PROBLEM:
Below are the records; restate word for word the lines from the first through the one containing "URI and language.", and only those.

··· DATA RECORDS ···

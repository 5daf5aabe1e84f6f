//! Public types exchanged with the host.
//!
//! The host feeds [`EditorEvent`]s into a running session and drains
//! [`SessionEvent`]s back out. Both serialize as internally tagged JSON so
//! the `ferret-client` binary can pass them over stdin/stdout unchanged.

use std::fmt;

use serde::{Deserialize, Serialize};
use url::Url;

/// Lifecycle state of a session.
///
/// Transitions only move forward:
/// `Uninitialized → Starting → Running → Stopping → Stopped`, with
/// `Starting → Stopped` on a failed or cancelled start.
#[derive(Debug, Clone, Copy, PartialEq, Eq, Hash, Serialize)]
#[serde(rename_all = "snake_case")]
pub enum SessionState {
    Uninitialized,
    Starting,
    Running,
    Stopping,
    Stopped,
}

impl SessionState {
    #[must_use]
    pub fn label(self) -> &'static str {
        match self {
            Self::Uninitialized => "uninitialized",
            Self::Starting => "starting",
            Self::Running => "running",
            Self::Stopping => "stopping",
            Self::Stopped => "stopped",
        }
    }
}

impl fmt::Display for SessionState {
    fn fmt(&self, f: &mut fmt::Formatter<'_>) -> fmt::Result {
        f.write_str(self.label())
    }
}

/// An editor document, identified by URI and language.
#[derive(Debug, Clone, PartialEq, Eq, Hash, Deserialize, Serialize)]
pub struct DocumentId {
    pub uri: Url,
    pub language_id: String,
}

impl DocumentId {
    #[must_use]
    pub fn new(uri: Url, language_id: impl Into<String>) -> Self {
        Self {
            uri,
            language_id: language_id.into(),
        }
    }
}

/// Kind of a file-system change, numbered as the protocol numbers them.
#[derive(Debug, Clone, Copy, PartialEq, Eq, Hash, Deserialize, Serialize)]
#[serde(rename_all = "snake_case")]
pub enum FileChangeKind {
    Created,
    Changed,
    Deleted,
}

impl FileChangeKind {
    #[must_use]
    pub fn protocol_code(self) -> u8 {
        match self {
            Self::Created => 1,
            Self::Changed => 2,
            Self::Deleted => 3,
        }
    }
}

/// An event raised by the editor that may need to reach the server.
#[derive(Debug, Clone, PartialEq, Eq, Deserialize, Serialize)]
#[serde(tag = "event", rename_all = "snake_case")]
pub enum EditorEvent {
    DocumentOpened { document: DocumentId, text: String },
    /// Full document text after the change.
    DocumentChanged { document: DocumentId, text: String },
    DocumentSaved { document: DocumentId },
    DocumentClosed { document: DocumentId },
    /// Delivered by the file-watch service.
    FileChanged { uri: Url, kind: FileChangeKind },
}

impl EditorEvent {
    /// The document this event concerns, if it is a document event.
    #[must_use]
    pub fn document(&self) -> Option<&DocumentId> {
        match self {
            Self::DocumentOpened { document, .. }
            | Self::DocumentChanged { document, .. }
            | Self::DocumentSaved { document }
            | Self::DocumentClosed { document } => Some(document),
            Self::FileChanged { .. } => None,
        }
    }
}

/// Why the server side of a connection went away.
#[derive(Debug, Clone, PartialEq, Eq, Serialize)]
#[serde(rename_all = "snake_case")]
pub enum ServerExitReason {
    /// The transport reached a clean end of stream.
    Exited,
    /// Reading from the transport failed.
    Failed(String),
}

/// An event emitted by the session for the host.
#[derive(Debug, Clone, PartialEq, Serialize)]
#[serde(tag = "event", rename_all = "snake_case")]
pub enum SessionEvent {
    StateChanged {
        state: SessionState,
    },
    /// A server notification, passed through uninterpreted.
    ServerNotification {
        method: String,
        #[serde(skip_serializing_if = "Option::is_none")]
        params: Option<serde_json::Value>,
    },
    ServerExited {
        reason: ServerExitReason,
    },
}

/// Result of handing an [`EditorEvent`] to a running session.
#[derive(Debug, Clone, Copy, PartialEq, Eq)]
pub enum Forwarded {
    /// One notification with this method was written to the server.
    Sent(&'static str),
    /// The event fell outside the synchronization policy.
    Filtered,
}

/// How `stop()` concluded. `stop()` never fails.
#[derive(Debug, Clone, Copy, PartialEq, Eq)]
pub enum StopOutcome {
    /// Nothing to stop: never started, already stopped, or another stop
    /// finished the job.
    NotRunning,
    /// A pending start was cancelled before reaching `Running`.
    Cancelled,
    /// The server acknowledged shutdown and closed the transport.
    Graceful,
    /// The grace period elapsed or the handshake failed; the transport was
    /// closed forcibly.
    Forced,
}
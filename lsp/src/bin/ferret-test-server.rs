//! Minimal stand-in for the Ferret language server, used by the
//! integration tests to exercise real spawned processes.
//!
//! Speaks over stdio by default or listens on `--socket=PORT`. Answers
//! `initialize` and `shutdown`, ignores everything else, and exits on
//! `exit`. `--pid-file=PATH` records the process id before serving.

use std::path::PathBuf;

use anyhow::{Context, Result};
use ferret_lsp::codec::{MessageReader, MessageWriter};
use serde_json::{Value, json};
use tokio::io::{AsyncRead, AsyncWrite};
use tokio::net::TcpListener;

#[derive(Default)]
struct Args {
    port: Option<u16>,
    pid_file: Option<PathBuf>,
}

fn parse_args() -> Result<Args> {
    let mut args = Args::default();
    for arg in std::env::args().skip(1) {
        if let Some(port) = arg.strip_prefix("--socket=") {
            args.port = Some(port.parse().with_context(|| format!("bad port {port:?}"))?);
        } else if let Some(path) = arg.strip_prefix("--pid-file=") {
            args.pid_file = Some(PathBuf::from(path));
        }
    }
    Ok(args)
}

#[tokio::main(flavor = "current_thread")]
async fn main() -> Result<()> {
    let args = parse_args()?;
    if let Some(path) = &args.pid_file {
        std::fs::write(path, std::process::id().to_string())
            .with_context(|| format!("writing {}", path.display()))?;
    }

    match args.port {
        Some(port) => {
            let listener = TcpListener::bind(("127.0.0.1", port))
                .await
                .with_context(|| format!("binding 127.0.0.1:{port}"))?;
            let (stream, _) = listener.accept().await.context("accepting client")?;
            let (reader, writer) = stream.into_split();
            serve(reader, writer).await
        }
        None => serve(tokio::io::stdin(), tokio::io::stdout()).await,
    }
}

async fn serve<R, W>(reader: R, writer: W) -> Result<()>
where
    R: AsyncRead + Unpin,
    W: AsyncWrite + Unpin,
{
    let mut reader = MessageReader::new(reader);
    let mut writer = MessageWriter::new(writer);

    while let Some(message) = reader.next_message().await? {
        let reply = match message["method"].as_str() {
            Some("initialize") => json!({ "capabilities": { "textDocumentSync": 1 } }),
            Some("shutdown") => Value::Null,
            Some("exit") => return Ok(()),
            _ => continue,
        };
        let response = json!({ "jsonrpc": "2.0", "id": message["id"], "result": reply });
        writer.send(&response).await?;
    }
    Ok(())
}
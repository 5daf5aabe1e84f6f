//! Error kinds surfaced across the session lifecycle.

use std::path::PathBuf;
use std::time::Duration;

use crate::types::SessionState;

/// Errors returned by transport resolution and the session manager.
///
/// Startup failures (`ServerNotFound`, `TransportFailure`) are fatal to the
/// activation and meant to be shown to the user. `AlreadyStarted` is a host
/// contract violation. `ShutdownTimeout` never escapes `stop()`; it is only
/// logged.
#[derive(Debug, thiserror::Error)]
pub enum SessionError {
    #[error("language server executable not found at {}: {source}", path.display())]
    ServerNotFound {
        path: PathBuf,
        #[source]
        source: which::Error,
    },

    #[error("failed to establish language server transport: {cause}")]
    TransportFailure { cause: String },

    #[error("session already started (state: {state})")]
    AlreadyStarted { state: SessionState },

    #[error("language server did not shut down within {}ms", grace.as_millis())]
    ShutdownTimeout { grace: Duration },

    #[error("session start was cancelled by stop")]
    Cancelled,

    #[error("session is not running (state: {state})")]
    NotRunning { state: SessionState },

    #[error("invalid client configuration: {0}")]
    InvalidConfig(String),
}

impl SessionError {
    /// Wrap an internal transport error, keeping the full context chain.
    pub(crate) fn transport(err: &anyhow::Error) -> Self {
        Self::TransportFailure {
            cause: format!("{err:#}"),
        }
    }

    /// Whether the error ends the activation attempt.
    #[must_use]
    pub fn is_fatal(&self) -> bool {
        matches!(
            self,
            Self::ServerNotFound { .. } | Self::TransportFailure { .. } | Self::InvalidConfig(_)
        )
    }
}
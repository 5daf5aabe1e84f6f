//! Transport resolution: how the client reaches the language server.
//!
//! Resolution is pure. It checks that the server executable exists and is
//! executable, then computes a [`TransportDescriptor`]; nothing is spawned or
//! connected here. The channel comes from configuration rather than being
//! allocated, so resolving the same inputs twice yields the same descriptor.

use std::fmt;
use std::path::{Path, PathBuf};

use crate::error::SessionError;

const STDIO_FLAG: &str = "--stdio";
const SOCKET_FLAG: &str = "--socket";

/// A TCP endpoint, kept as host text so name resolution happens at connect
/// time.
#[derive(Debug, Clone, PartialEq, Eq, Hash)]
pub struct SocketAddress {
    host: String,
    port: u16,
}

impl SocketAddress {
    #[must_use]
    pub fn new(host: impl Into<String>, port: u16) -> Self {
        Self {
            host: host.into(),
            port,
        }
    }

    #[must_use]
    pub fn host(&self) -> &str {
        &self.host
    }

    #[must_use]
    pub fn port(&self) -> u16 {
        self.port
    }
}

impl fmt::Display for SocketAddress {
    fn fmt(&self, f: &mut fmt::Formatter<'_>) -> fmt::Result {
        write!(f, "{}:{}", self.host, self.port)
    }
}

/// The channel that carries protocol messages.
#[derive(Debug, Clone, PartialEq, Eq, Hash)]
pub enum TransportMode {
    /// The server's stdin/stdout.
    Stdio,
    /// A TCP connection to a fixed address.
    Socket(SocketAddress),
}

/// Whether the client starts the server or finds it already running.
#[derive(Debug, Clone, PartialEq, Eq)]
pub enum Launch {
    Spawn { program: PathBuf, args: Vec<String> },
    Attach,
}

/// Which launch flavour to build arguments for.
#[derive(Debug, Clone, Copy, Default, PartialEq, Eq)]
pub enum LaunchProfile {
    #[default]
    Run,
    Debug,
}

/// Everything the session manager needs to open a transport.
#[derive(Debug, Clone, PartialEq, Eq)]
pub struct TransportDescriptor {
    mode: TransportMode,
    launch: Launch,
}

impl TransportDescriptor {
    #[must_use]
    pub fn mode(&self) -> &TransportMode {
        &self.mode
    }

    #[must_use]
    pub fn launch(&self) -> &Launch {
        &self.launch
    }

    #[must_use]
    pub fn address(&self) -> Option<&SocketAddress> {
        match &self.mode {
            TransportMode::Socket(address) => Some(address),
            TransportMode::Stdio => None,
        }
    }

    #[must_use]
    pub fn program(&self) -> Option<&Path> {
        match &self.launch {
            Launch::Spawn { program, .. } => Some(program),
            Launch::Attach => None,
        }
    }

    #[must_use]
    pub fn args(&self) -> &[String] {
        match &self.launch {
            Launch::Spawn { args, .. } => args,
            Launch::Attach => &[],
        }
    }
}

impl fmt::Display for TransportDescriptor {
    fn fmt(&self, f: &mut fmt::Formatter<'_>) -> fmt::Result {
        match (&self.launch, &self.mode) {
            (Launch::Spawn { program, .. }, TransportMode::Stdio) => {
                write!(f, "stdio via {}", program.display())
            }
            (Launch::Spawn { program, .. }, TransportMode::Socket(address)) => {
                write!(f, "socket {address} via {}", program.display())
            }
            (Launch::Attach, TransportMode::Socket(address)) => write!(f, "attach {address}"),
            (Launch::Attach, TransportMode::Stdio) => f.write_str("attach stdio"),
        }
    }
}

/// Run and debug descriptors for one server executable.
///
/// Both share a channel; they differ only in launch arguments.
#[derive(Debug, Clone, PartialEq, Eq)]
pub struct ServerOptions {
    pub run: TransportDescriptor,
    pub debug: TransportDescriptor,
}

impl ServerOptions {
    #[must_use]
    pub fn select(&self, profile: LaunchProfile) -> &TransportDescriptor {
        match profile {
            LaunchProfile::Run => &self.run,
            LaunchProfile::Debug => &self.debug,
        }
    }
}

#[derive(Debug, Clone, Default)]
pub struct TransportResolver {
    base_args: Vec<String>,
    debug_args: Vec<String>,
}

impl TransportResolver {
    #[must_use]
    pub fn new(base_args: Vec<String>, debug_args: Vec<String>) -> Self {
        Self {
            base_args,
            debug_args,
        }
    }

    /// Resolve a spawn-and-connect descriptor for `executable`.
    ///
    /// Bare names are looked up on `PATH`; paths must point at an existing
    /// executable file.
    pub fn resolve(
        &self,
        executable: &Path,
        mode: &TransportMode,
        profile: LaunchProfile,
    ) -> Result<TransportDescriptor, SessionError> {
        let program = locate_executable(executable)?;
        Ok(TransportDescriptor {
            mode: mode.clone(),
            launch: Launch::Spawn {
                program,
                args: self.launch_args(mode, profile),
            },
        })
    }

    pub fn resolve_server_options(
        &self,
        executable: &Path,
        mode: &TransportMode,
    ) -> Result<ServerOptions, SessionError> {
        Ok(ServerOptions {
            run: self.resolve(executable, mode, LaunchProfile::Run)?,
            debug: self.resolve(executable, mode, LaunchProfile::Debug)?,
        })
    }

    /// Descriptor for attaching to a server that is already listening.
    pub fn attach(&self, mode: &TransportMode) -> Result<TransportDescriptor, SessionError> {
        match mode {
            TransportMode::Socket(_) => Ok(TransportDescriptor {
                mode: mode.clone(),
                launch: Launch::Attach,
            }),
            TransportMode::Stdio => Err(SessionError::InvalidConfig(
                "cannot attach to a running server over stdio".to_string(),
            )),
        }
    }

    fn launch_args(&self, mode: &TransportMode, profile: LaunchProfile) -> Vec<String> {
        let mut args = self.base_args.clone();
        match mode {
            TransportMode::Stdio => args.push(STDIO_FLAG.to_string()),
            TransportMode::Socket(address) => {
                args.push(format!("{SOCKET_FLAG}={}", address.port()));
            }
        }
        if profile == LaunchProfile::Debug {
            args.extend(self.debug_args.iter().cloned());
        }
        args
    }
}

fn locate_executable(executable: &Path) -> Result<PathBuf, SessionError> {
    which::which(executable).map_err(|source| SessionError::ServerNotFound {
        path: executable.to_path_buf(),
        source,
    })
}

···

RESPONSE BOX:
repository 5daf5aabe1e84f6f
//! Public types exchanged with the host.
//!
//! The host feeds [`EditorEvent`]s into a running session and drains
//! [`SessionEvent`]s back out. Both serialize as internally tagged JSON so
//! the `ferret-client` binary can pass them over stdin/stdout unchanged.

use std::fmt;

use serde::{Deserialize, Serialize};
use url::Url;

/// Lifecycle state of a session.
///
/// Transitions only move forward:
/// `Uninitialized → Starting → Running → Stopping → Stopped`, with
/// `Starting → Stopped` on a failed or cancelled start.
#[derive(Debug, Clone, Copy, PartialEq, Eq, Hash, Serialize)]
#[serde(rename_all = "snake_case")]
pub enum SessionState {
    Uninitialized,
    Starting,
    Running,
    Stopping,
    Stopped,
}

impl SessionState {
    #[must_use]
    pub fn label(self) -> &'static str {
        match self {
            Self::Uninitialized => "uninitialized",
            Self::Starting => "starting",
            Self::Running => "running",
            Self::Stopping => "stopping",
            Self::Stopped => "stopped",
        }
    }
}

impl fmt::Display for SessionState {
    fn fmt(&self, f: &mut fmt::Formatter<'_>) -> fmt::Result {
        f.write_str(self.label())
    }
}

/// An editor document, identified by URI and language.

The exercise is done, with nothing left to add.